→ **Data to process**:
:::::

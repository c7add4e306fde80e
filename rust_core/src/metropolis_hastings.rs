use std::collections::HashMap;
use std::fmt;
use std::sync::Arc;

use rand::Rng;
use rand_chacha::ChaCha8Rng;
use tracing::{debug, trace, warn};

use crate::error::{McmcError, Result};
use crate::graph::{Graph, VertexId};
use crate::listener::{ProposalEvent, ProposalListener, ProposalNotifier};
use crate::proposal::{PriorProposalDistribution, ProposalDistribution};
use crate::samples::NetworkState;
use crate::selector::VariableSelector;

/// Metropolis-Hastings configuration: how to propose and what to perturb.
#[derive(Clone)]
pub struct MetropolisHastings {
    pub proposal_distribution: Arc<dyn ProposalDistribution>,
    pub variable_selector: VariableSelector,
}

impl Default for MetropolisHastings {
    fn default() -> Self {
        Self {
            proposal_distribution: Arc::new(PriorProposalDistribution),
            variable_selector: VariableSelector::Single,
        }
    }
}

impl fmt::Debug for MetropolisHastings {
    fn fmt(&self, f: &mut fmt::Formatter<'_>) -> fmt::Result {
        f.debug_struct("MetropolisHastings")
            .field("proposal_distribution", &self.proposal_distribution)
            .field("variable_selector", &self.variable_selector)
            .finish()
    }
}

impl MetropolisHastings {
    pub fn new(
        proposal_distribution: impl ProposalDistribution + 'static,
        variable_selector: VariableSelector,
    ) -> Self {
        Self {
            proposal_distribution: Arc::new(proposal_distribution),
            variable_selector,
        }
    }

    /// Set up a chain on `graph`, recording `sample_from` at every sample.
    /// An empty `sample_from` records every latent vertex.
    pub fn sampler<'g>(
        &self,
        graph: &'g mut Graph,
        sample_from: &[VertexId],
        rng: ChaCha8Rng,
    ) -> Result<MetropolisHastingsSampler<'g>> {
        MetropolisHastingsSampler::new(self, graph, sample_from, rng)
    }
}

/// Outcome of one step.
#[derive(Debug, Clone, Copy, PartialEq)]
pub struct StepResult {
    pub accepted: bool,
    /// Joint log-probability of the graph after the step settled.
    pub log_prob: f64,
}

/// A single propose / evaluate / accept-or-reject transition.
///
/// The log-probability change of a move is computed over the union of the
/// chosen vertices' downstream sections, cached per latent at construction.
#[derive(Debug)]
pub struct MetropolisHastingsStep {
    proposal_distribution: Arc<dyn ProposalDistribution>,
    sections: HashMap<VertexId, Vec<VertexId>>,
}

impl MetropolisHastingsStep {
    pub fn new(
        graph: &Graph,
        latents: &[VertexId],
        proposal_distribution: Arc<dyn ProposalDistribution>,
    ) -> Result<Self> {
        proposal_distribution.check_supported(graph, latents)?;
        let mut sections = HashMap::with_capacity(latents.len());
        for &id in latents {
            sections.insert(id, graph.downstream_section(id)?);
        }
        Ok(Self {
            proposal_distribution,
            sections,
        })
    }

    fn affected(&self, graph: &Graph, chosen: &[VertexId]) -> Result<Vec<VertexId>> {
        let mut union = Vec::new();
        for &id in chosen {
            match self.sections.get(&id) {
                Some(section) => union.extend_from_slice(section),
                None => union.extend(graph.downstream_section(id)?),
            }
        }
        graph.topological_sort(&union)
    }

    /// Propose a move of `chosen` and keep or undo it.
    ///
    /// `log_prob_before` is the joint log-probability of the current state and
    /// `temperature` scales the target (1.0 for plain sampling). From a
    /// zero-probability state the first move to a finite one is kept. On a NaN
    /// the proposal is undone before the error is returned.
    #[allow(clippy::too_many_arguments)]
    pub fn step(
        &self,
        graph: &mut Graph,
        chosen: &[VertexId],
        log_prob_before: f64,
        temperature: f64,
        step_index: usize,
        rng: &mut ChaCha8Rng,
        notifier: &mut ProposalNotifier,
    ) -> Result<StepResult> {
        let section = self.affected(graph, chosen)?;
        let section_before = graph.log_prob_of(&section)?;

        let proposal = self.proposal_distribution.get_proposal(graph, chosen, rng)?;
        notifier.notify(&ProposalEvent::Created(&proposal));
        let log_q_forward = self
            .proposal_distribution
            .log_prob_at_to_given_from(graph, &proposal)?;

        proposal.apply(graph)?;

        let section_after = graph.log_prob_of(&section)?;
        let log_prob_after = if section_before.is_finite() {
            log_prob_before + (section_after - section_before)
        } else {
            graph.log_prob()?
        };

        if log_prob_after.is_nan() || section_after.is_nan() {
            proposal.reject(graph)?;
            warn!(step = step_index, ?chosen, "log probability is NaN, halting");
            return Err(McmcError::NaNLogProb { step: step_index });
        }

        if log_prob_after == f64::NEG_INFINITY {
            proposal.reject(graph)?;
            notifier.notify(&ProposalEvent::Rejected(&proposal));
            trace!(step = step_index, ?chosen, "rejected impossible state");
            return Ok(StepResult {
                accepted: false,
                log_prob: log_prob_before,
            });
        }

        if log_prob_before == f64::NEG_INFINITY {
            notifier.notify(&ProposalEvent::Accepted(&proposal));
            debug!(step = step_index, ?chosen, log_prob = log_prob_after, "left impossible state");
            return Ok(StepResult {
                accepted: true,
                log_prob: log_prob_after,
            });
        }

        let log_q_reverse = self
            .proposal_distribution
            .log_prob_at_from_given_to(graph, &proposal)?;
        if log_q_forward.is_nan() || log_q_reverse.is_nan() {
            proposal.reject(graph)?;
            warn!(step = step_index, ?chosen, "proposal density is NaN, halting");
            return Err(McmcError::NaNLogProb { step: step_index });
        }

        // Opposite infinities in the proposal terms leave the ratio undefined; such a move is rejected.
        let log_r = (log_prob_after - log_prob_before) / temperature + (log_q_reverse - log_q_forward);
        let accepted = !log_r.is_nan() && (log_r >= 0.0 || rng.gen::<f64>().ln() < log_r);
        trace!(step = step_index, ?chosen, log_r, accepted, "metropolis-hastings step");

        if accepted {
            notifier.notify(&ProposalEvent::Accepted(&proposal));
            Ok(StepResult {
                accepted,
                log_prob: log_prob_after,
            })
        } else {
            proposal.reject(graph)?;
            notifier.notify(&ProposalEvent::Rejected(&proposal));
            Ok(StepResult {
                accepted,
                log_prob: log_prob_before,
            })
        }
    }
}

/// One Metropolis-Hastings chain over a borrowed graph.
///
/// The chain owns its random source, so a fixed seed and step count always
/// reproduce the same decisions.
pub struct MetropolisHastingsSampler<'g> {
    graph: &'g mut Graph,
    latents: Vec<VertexId>,
    sample_from: Vec<VertexId>,
    step: MetropolisHastingsStep,
    selector: VariableSelector,
    rng: ChaCha8Rng,
    notifier: ProposalNotifier,
    log_prob: f64,
    steps_taken: usize,
    accepted: usize,
}

impl<'g> MetropolisHastingsSampler<'g> {
    fn new(
        algorithm: &MetropolisHastings,
        graph: &'g mut Graph,
        sample_from: &[VertexId],
        rng: ChaCha8Rng,
    ) -> Result<Self> {
        let latents = graph.latent_vertices();
        if latents.is_empty() {
            return Err(McmcError::DegenerateNetwork(
                "graph has no latent vertices to sample".into(),
            ));
        }

        let sample_from = if sample_from.is_empty() {
            latents.clone()
        } else {
            graph.topological_sort(sample_from)?
        };

        let step = MetropolisHastingsStep::new(
            graph,
            &latents,
            Arc::clone(&algorithm.proposal_distribution),
        )?;

        let log_prob = graph.log_prob()?;
        if log_prob.is_nan() {
            warn!("initial log probability is NaN");
            return Err(McmcError::NaNLogProb { step: 0 });
        }
        if log_prob == f64::NEG_INFINITY {
            warn!("starting from an impossible state, moves are accepted once one reaches a finite log probability");
        }

        debug!(
            latents = latents.len(),
            selector = ?algorithm.variable_selector,
            proposal = ?algorithm.proposal_distribution,
            log_prob,
            "metropolis-hastings sampler ready"
        );

        Ok(Self {
            graph,
            latents,
            sample_from,
            step,
            selector: algorithm.variable_selector,
            rng,
            notifier: ProposalNotifier::new(),
            log_prob,
            steps_taken: 0,
            accepted: 0,
        })
    }

    pub fn add_listener(&mut self, listener: ProposalListener) {
        self.notifier.add_listener(listener);
    }

    /// Advance the chain by one step without recording it.
    pub fn step(&mut self) -> Result<StepResult> {
        let chosen = self.selector.select(&self.latents, self.steps_taken);
        let result = self.step.step(
            self.graph,
            &chosen,
            self.log_prob,
            1.0,
            self.steps_taken,
            &mut self.rng,
            &mut self.notifier,
        )?;
        self.log_prob = result.log_prob;
        self.steps_taken += 1;
        if result.accepted {
            self.accepted += 1;
        }
        Ok(result)
    }

    /// Advance by one step and record the resulting state.
    pub fn sample(&mut self) -> Result<NetworkState> {
        self.step()?;
        self.current_state()
    }

    /// Current values of the recorded vertices.
    pub fn current_state(&mut self) -> Result<NetworkState> {
        let mut values = HashMap::with_capacity(self.sample_from.len());
        for &id in &self.sample_from {
            values.insert(id, self.graph.value(id)?.clone());
        }
        Ok(NetworkState::new(values, self.log_prob))
    }

    pub fn latent_vertices(&self) -> &[VertexId] {
        &self.latents
    }

    pub fn log_prob(&self) -> f64 {
        self.log_prob
    }

    pub fn steps_taken(&self) -> usize {
        self.steps_taken
    }

    /// Fraction of steps accepted so far, 0.0 before the first step.
    pub fn acceptance_rate(&self) -> f64 {
        if self.steps_taken == 0 {
            0.0
        } else {
            self.accepted as f64 / self.steps_taken as f64
        }
    }

    pub fn graph(&self) -> &Graph {
        &*self.graph
    }
}

impl fmt::Debug for MetropolisHastingsSampler<'_> {
    fn fmt(&self, f: &mut fmt::Formatter<'_>) -> fmt::Result {
        f.debug_struct("MetropolisHastingsSampler")
            .field("latents", &self.latents)
            .field("selector", &self.selector)
            .field("log_prob", &self.log_prob)
            .field("steps_taken", &self.steps_taken)
            .field("accepted", &self.accepted)
            .finish()
    }
}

:::::

→ **Work request**:
Nothing but a number should be given: how many lines in the listing hold the word "VariableSelector".

→ **Answer for this exercise**:
5